Saturday, April 16, 2011

On Juggling

I'm coming to the conclusion that I need more discipline in sticking with projects, as I've been flitting from thing to thing lately like a butterfly on meth. I have my novel printed out and I've been making a lot of notes about it. What I really need to do, but don't like to admit I need to do, is put my pen down and read it straight through, then read it straight through again while making notes. I have also started two short stories I'm working on writing concurrently- one for a specific market and one I've just been banging away on when I don't feel I'm up to the first. It's fun, there are dream wolves.

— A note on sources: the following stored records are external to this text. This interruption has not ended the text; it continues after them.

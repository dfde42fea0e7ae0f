//! Socratic tutor client.
//!
//! [`TutorClient`] is the single failure boundary between the progression
//! engine and the remote model: whatever goes wrong on the way, the caller
//! receives a [`TutorReply`], falling back to [`FALLBACK_REPLY`].

use std::sync::Arc;

use async_trait::async_trait;
use tanke_core::diagnosis;
use tanke_models::{ChatMessage, LearningStatus, Role};
use tracing::{debug, error};

use crate::client::{Content, GenerateRequest, GenerationConfig, Part};
use crate::config::ModelConfig;
use crate::error::{Result, TutorError};
use crate::model::GenerativeModel;
use crate::prompts;

/// Reply shown when the model cannot be reached or answers with nothing usable.
pub const FALLBACK_REPLY: &str = "老师连接中途开小差了，请再说一遍好吗？";

/// A tutor turn: text for the student plus an optional hidden diagnosis.
#[derive(Debug, Clone, PartialEq)]
pub struct TutorReply {
    pub text: String,
    pub diagnosis: Option<LearningStatus>,
}

impl TutorReply {
    /// Reply without a diagnosis.
    pub fn text(text: impl Into<String>) -> Self {
        Self {
            text: text.into(),
            diagnosis: None,
        }
    }

    /// The fixed transient-failure reply.
    pub fn fallback() -> Self {
        Self::text(FALLBACK_REPLY)
    }

    /// Check if this is the transient-failure reply.
    pub fn is_fallback(&self) -> bool {
        self.text == FALLBACK_REPLY && self.diagnosis.is_none()
    }
}

/// Something that answers a student's turn.
///
/// `ask` never fails: implementations convert every collaborator failure
/// into a normal reply.
#[async_trait]
pub trait Tutor: Send + Sync {
    /// Answer given the full transcript and the question in focus.
    async fn ask(&self, transcript: &[ChatMessage], active_question: &str) -> TutorReply;
}

/// Tutor backed by a [`GenerativeModel`].
///
/// Stateless between calls; the transcript is passed in every time.
pub struct TutorClient {
    model: Arc<dyn GenerativeModel>,
    config: ModelConfig,
}

impl TutorClient {
    /// Create a client with the default tutor configuration.
    pub fn new(model: Arc<dyn GenerativeModel>) -> Self {
        Self::with_config(model, ModelConfig::tutor())
    }

    /// Create a client with an explicit configuration.
    pub fn with_config(model: Arc<dyn GenerativeModel>, config: ModelConfig) -> Self {
        Self { model, config }
    }

    /// Model configuration in use.
    pub fn config(&self) -> &ModelConfig {
        &self.config
    }

    /// Build the request for one turn.
    pub fn build_request(&self, transcript: &[ChatMessage], active_question: &str) -> GenerateRequest {
        GenerateRequest {
            contents: to_contents(transcript),
            system_instruction: None,
            generation_config: Some(GenerationConfig {
                temperature: Some(self.config.temperature),
                max_output_tokens: self.config.max_output_tokens,
                ..Default::default()
            }),
        }
        .with_system_instruction(prompts::tutor_directive(active_question))
    }

    async fn try_ask(&self, transcript: &[ChatMessage], active_question: &str) -> Result<String> {
        let request = self.build_request(transcript, active_question);
        let response = self.model.generate(&self.config.model, &request).await?;
        response.text().ok_or(TutorError::EmptyResponse("text"))
    }
}

#[async_trait]
impl Tutor for TutorClient {
    async fn ask(&self, transcript: &[ChatMessage], active_question: &str) -> TutorReply {
        match self.try_ask(transcript, active_question).await {
            Ok(raw) => {
                let outcome = diagnosis::extract(&raw);
                let (text, diagnosis) = outcome.into_reply(&raw);
                debug!(
                    reply_len = text.len(),
                    mastery = diagnosis.as_ref().map(|d| d.mastery_level),
                    "Tutor replied"
                );
                TutorReply { text, diagnosis }
            }
            Err(e) => {
                error!(error = %e, "Tutor request failed, using fallback reply");
                TutorReply::fallback()
            }
        }
    }
}

/// Map transcript messages to role-tagged contents.
///
/// Consecutive messages with the same role are merged into one turn, since
/// the API expects user and model turns to alternate.
pub fn to_contents(transcript: &[ChatMessage]) -> Vec<Content> {
    let mut contents: Vec<Content> = Vec::new();

    for message in transcript {
        let role = match message.role {
            Role::User => "user",
            Role::Model => "model",
        };

        match contents.last_mut() {
            Some(last) if last.role.as_deref() == Some(role) => {
                last.parts.push(Part::text(&message.text));
            }
            _ => contents.push(Content {
                role: Some(role.to_string()),
                parts: vec![Part::text(&message.text)],
            }),
        }
    }

    contents
}

#[cfg(test)]
mod tests {
    use super::*;
    use crate::client::GenerateResponse;
    use std::sync::Mutex;

    /// Scripted model returning canned results and recording requests.
    struct ScriptedModel {
        result: Mutex<Option<Result<GenerateResponse>>>,
        requests: Mutex<Vec<(String, GenerateRequest)>>,
    }

    impl ScriptedModel {
        fn new(result: Result<GenerateResponse>) -> Arc<Self> {
            Arc::new(Self {
                result: Mutex::new(Some(result)),
                requests: Mutex::new(Vec::new()),
            })
        }

        fn replying(text: &str) -> Arc<Self> {
            let json = serde_json::json!({
                "candidates": [{"content": {"role": "model", "parts": [{"text": text}]}}]
            });
            Self::new(Ok(serde_json::from_value(json).unwrap()))
        }
    }

    #[async_trait]
    impl GenerativeModel for ScriptedModel {
        async fn generate(&self, model: &str, request: &GenerateRequest) -> Result<GenerateResponse> {
            self.requests
                .lock()
                .unwrap()
                .push((model.to_string(), request.clone()));
            self.result
                .lock()
                .unwrap()
                .take()
                .unwrap_or_else(|| Err(TutorError::ModelInvocation("exhausted".into())))
        }
    }

    fn transcript() -> Vec<ChatMessage> {
        vec![
            ChatMessage::model("第一个挑战：木块和石块都受浮力吗？"),
            ChatMessage::user("木块受浮力"),
        ]
    }

    #[tokio::test]
    async fn test_ask_extracts_diagnosis() {
        let model = ScriptedModel::replying(
            "石块也受浮力哦，想想测力计示数。\n<diagnosis>{\"masteryLevel\": 73, \"identifiedGaps\": [\"下沉物体的浮力\"], \"recommendedAction\": \"观察称重法实验\"}</diagnosis>",
        );
        let tutor = TutorClient::with_config(model.clone(), ModelConfig::new("gemini-test"));

        let reply = tutor.ask(&transcript(), "木块和石块都受浮力吗？").await;

        assert_eq!(reply.text, "石块也受浮力哦，想想测力计示数。");
        assert_eq!(reply.diagnosis.unwrap().mastery_level, 73);

        let requests = model.requests.lock().unwrap();
        assert_eq!(requests.len(), 1);
        let (model_id, request) = &requests[0];
        assert_eq!(model_id, "gemini-test");
        assert_eq!(request.contents.len(), 2);
        let directive = request.system_instruction.as_ref().unwrap().parts[0]
            .text
            .as_deref()
            .unwrap();
        assert!(directive.ends_with("当前目标问题：木块和石块都受浮力吗？"));
    }

    #[tokio::test]
    async fn test_ask_keeps_text_on_malformed_diagnosis() {
        let raw = "再想想。<diagnosis>{\"masteryLevel\": 7</diagnosis>";
        let tutor = TutorClient::new(ScriptedModel::replying(raw));

        let reply = tutor.ask(&transcript(), "Q").await;
        assert_eq!(reply.text, raw);
        assert!(reply.diagnosis.is_none());
        assert!(!reply.is_fallback());
    }

    #[tokio::test]
    async fn test_ask_falls_back_on_transport_error() {
        let model = ScriptedModel::new(Err(TutorError::ModelInvocation("timeout".into())));
        let tutor = TutorClient::new(model);

        let reply = tutor.ask(&transcript(), "Q").await;
        assert!(reply.is_fallback());
        assert_eq!(reply.text, FALLBACK_REPLY);
    }

    #[tokio::test]
    async fn test_ask_falls_back_on_empty_response() {
        let model = ScriptedModel::new(Ok(GenerateResponse::default()));
        let tutor = TutorClient::new(model);

        let reply = tutor.ask(&transcript(), "Q").await;
        assert!(reply.is_fallback());
    }

    #[test]
    fn test_to_contents_merges_same_role() {
        let transcript = vec![
            ChatMessage::model("intro"),
            ChatMessage::model("next question"),
            ChatMessage::user("answer"),
            ChatMessage::model("reply"),
        ];

        let contents = to_contents(&transcript);
        assert_eq!(contents.len(), 3);
        assert_eq!(contents[0].role.as_deref(), Some("model"));
        assert_eq!(contents[0].parts.len(), 2);
        assert_eq!(contents[1].role.as_deref(), Some("user"));
        assert_eq!(contents[2].parts[0].text.as_deref(), Some("reply"));
    }

    #[test]
    fn test_request_uses_config_temperature() {
        let tutor = TutorClient::with_config(
            ScriptedModel::replying("x"),
            ModelConfig::new("m").with_temperature(0.3),
        );
        let request = tutor.build_request(&transcript(), "Q");
        assert_eq!(request.generation_config.unwrap().temperature, Some(0.3));
    }
}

And then on top of that I've also been going through my back catalogue of stories and sorting them into piles based on how much work they need. I've been surprised at some of the stories I found- really quite early ones, even- that only need superficial work, while some that I've always looked back on fondly I have, on closer inspection, decided to trunk as taking too much to fix. I've found old stories I had been content just to let sit as past experiments which, now that I read them through again, had some great, powerful ideas at their hearts. I've been making notes on these and putting them into a large achordian file under the labels "close", "partial rewrite", "total rewrite", and "trunk". I also have at least one of them I've been actively rewriting.

I've also also been managing the "business end", turning over submissions again as they get rejected, getting ready for the con, and managing the blog. I added some advertisements and a blogroll tool that I just love to death. (It's at the bottom right corner of the webpage, and it will continue to scroll through the blog and news posts of dozens of really great sites). And I've been reading articles about publishing, reading magazines, and listening to interviews with authors and editors. I'm in a face to face writing group I've and signed back up to a critique site.

This all looks like I've been very productive, but that's a trick of the light. Finishing one third of each of these things doesn't actually add up to any one thing completed. The last thing I finished, edited, and sent out was about a month ago.

I'm not exactly sure why it's been hard to pick one thing and stick to it lately. It's something I need to manage better, but I'm not sure it's something I need to stamp out entirely. When I'm beating my head against one thing, working on another measurably helps me clear out the blockage, especially in the first draft phase. Looking at multiple things to edit lets me prioritize and gives me insight for what I write in the future.

I can get all the balls up into the air. The question is, can I move fast enough and with enough dexterity not to drop them now?